Monday, June 9, 2014

The 100 Episode 12 Review

Previously on The Human Race is So Totally Doomed,

The Grounders are coming, the Grounders are coming! Again. The Teens lose all their supplies and are forced to go beyond the safety of their camp to hunt. Finn and Blondie are taken captive, redshirt kid gets shot with arrows, Raven makes bad Life Choices, and everybody aboard the mother ship ain’t quite dead yet.

Episode 12: We Are Grounders

Up in Space the meager remains of humanity aboard the mother ship gather to deliver the bad news; with the power they have left they will only survive for another 52 hours.

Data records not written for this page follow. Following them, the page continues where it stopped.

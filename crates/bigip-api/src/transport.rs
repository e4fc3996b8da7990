// Transport configuration for building the reqwest::Client behind
// BigIpClient.
//
// Appliances almost always present self-signed management certificates,
// so certificate verification is opt-in rather than opt-out.

use std::path::PathBuf;
use std::time::Duration;

use reqwest::header::{HeaderMap, HeaderValue};

/// TLS verification mode for the management endpoint.
#[derive(Debug, Clone)]
pub enum TlsMode {
    /// Use the system certificate store.
    System,
    /// Use a custom CA certificate from the given PEM file.
    CustomCa(PathBuf),
    /// Accept any certificate (self-signed management certs).
    DangerAcceptInvalid,
}

/// Transport configuration for building the HTTP client.
#[derive(Debug, Clone)]
pub struct TransportConfig {
    pub tls: TlsMode,
    pub timeout: Duration,
}

impl Default for TransportConfig {
    fn default() -> Self {
        Self {
            tls: TlsMode::DangerAcceptInvalid,
            timeout: Duration::from_secs(30),
        }
    }
}

impl TransportConfig {
    /// Build a `reqwest::Client` from this config.
    ///
    /// Every request carries JSON content negotiation headers and
    /// `cache-control: no-cache` -- the management API serves stale
    /// stats to caching intermediaries otherwise.
    pub fn build_client(&self) -> Result<reqwest::Client, crate::error::Error> {
        let mut headers = HeaderMap::new();
        headers.insert("Accept", HeaderValue::from_static("application/json"));
        headers.insert("Content-Type", HeaderValue::from_static("application/json"));
        headers.insert("cache-control", HeaderValue::from_static("no-cache"));

        let mut builder = reqwest::Client::builder()
            .timeout(self.timeout)
            .user_agent(concat!("bigtop/", env!("CARGO_PKG_VERSION")))
            .default_headers(headers);

        match &self.tls {
            TlsMode::System => {}
            TlsMode::CustomCa(path) => {
                let cert_pem = std::fs::read(path).map_err(|e| {
                    crate::error::Error::Tls(format!("failed to read CA cert: {e}"))
                })?;
                let cert = reqwest::Certificate::from_pem(&cert_pem)
                    .map_err(|e| crate::error::Error::Tls(format!("invalid CA cert: {e}")))?;
                builder = builder.add_root_certificate(cert);
            }
            TlsMode::DangerAcceptInvalid => {
                builder = builder.danger_accept_invalid_certs(true);
            }
        }

        builder
            .build()
            .map_err(|e| crate::error::Error::Tls(format!("failed to build HTTP client: {e}")))
    }
}
use thiserror::Error;

use crate::catalog::Module;

/// Top-level error type for the `bigip-api` crate.
///
/// Covers every failure mode of a discovery pass: pre-flight category
/// validation, the login exchange, request failures after the transport
/// retry budget is exhausted, and payload decoding. `bigip-core` maps
/// these into domain-level errors.
#[derive(Debug, Error)]
pub enum Error {
    // ── Pre-flight ──────────────────────────────────────────────────
    /// The requested object category is not registered for the module.
    /// Raised before any HTTP call is attempted.
    #[error("unknown {module} object category \"{category}\"; valid categories are {valid:?}")]
    UnknownCategory {
        module: Module,
        category: String,
        valid: &'static [&'static str],
    },

    // ── Authentication ──────────────────────────────────────────────
    /// The login exchange was rejected. Fatal to the whole poll; the
    /// token is never refreshed mid-session.
    #[error("authentication failed (HTTP {status}): {body}")]
    Authentication { status: u16, body: String },

    // ── Requests ────────────────────────────────────────────────────
    /// A request returned non-2xx after the retry budget was spent.
    /// This is the single surface for call failures; callers decide
    /// whether to abort the poll or skip the category.
    #[error("failed to call [{url}] (HTTP {status}): {body}")]
    Request {
        status: u16,
        url: String,
        body: String,
    },

    /// HTTP transport error (connection refused, DNS failure, etc.)
    #[error("HTTP transport error: {0}")]
    Transport(#[from] reqwest::Error),

    /// URL parsing error.
    #[error("invalid URL: {0}")]
    InvalidUrl(#[from] url::ParseError),

    /// TLS setup or certificate error.
    #[error("TLS error: {0}")]
    Tls(String),

    // ── Data ────────────────────────────────────────────────────────
    /// JSON deserialization failed, with the raw body for debugging.
    #[error("deserialization error: {message}")]
    Deserialization { message: String, body: String },
}

impl Error {
    /// The HTTP status carried by this error, if any.
    pub fn status(&self) -> Option<u16> {
        match self {
            Self::Authentication { status, .. } | Self::Request { status, .. } => Some(*status),
            Self::Transport(e) => e.status().map(|s| s.as_u16()),
            _ => None,
        }
    }

    /// Returns `true` if this is a connection-level failure that a
    /// future poll cycle might not hit again.
    pub fn is_transient(&self) -> bool {
        match self {
            Self::Transport(e) => e.is_timeout() || e.is_connect(),
            _ => false,
        }
    }
}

Evil Overlord is big on the consolation speech; he’s all ‘hey, we’re going to die but I’m super proud of our 100 kids that we sent to earth with all intentions of them failing and dying horribly but HEY they survived, so kudos to my masterful plan’

The Evil Overlord’s ship has essentially set sail; he’s given up and advises for everybody to ‘make their peace’.

The E.O. in training refuses to give up and stalks away into the night to figure out a way to live.

Earth Below Bellamy is having a mid-life crisis; Finn and Blondie are gone, the redshirt is dying, the Grounders are coming and oh, there is no food.

Look! There’s Blondie! Apparently taken down from the trap she was caught in last time, tied up and pissed off.

There is a change of command in the Grounders (which, what?! They have…organization? Ranks? This goes against everything we’ve seen so far from them; which is basically barely human, super violent marauders that kill everything in their path.)

Our new Grounder commander is…Tristan. Tristan, Tristan, Tristan – a name to strike fear into…no one anywhere.

Blondie’s night is about to get worse; Big Bad Rider strolls into camp with the news that Finn is dead. Tristan *snort* says, kill the outsider and let’s get raiding.

At the camp, Bel is hard at work contemplating. That, or he’s playing with toys. Redshirt is groaning his last behind him and Jasper steps up to the plate to deliver a serious smack-down; Bellamy made the decision to not go after Finn and Blondie and Jasper says WE LEAVE NO MAN BEHIND.

Even though going after them would be a huge tactical error that would divide your strength, leave the camp vulnerable, leave you open for attack in the forest and would very likely end up getting everybody killed. Essentially Bel made the right decision by remaining at camp and fortifying their defenses but dammit! WE LEAVE NO MAN BEHIND.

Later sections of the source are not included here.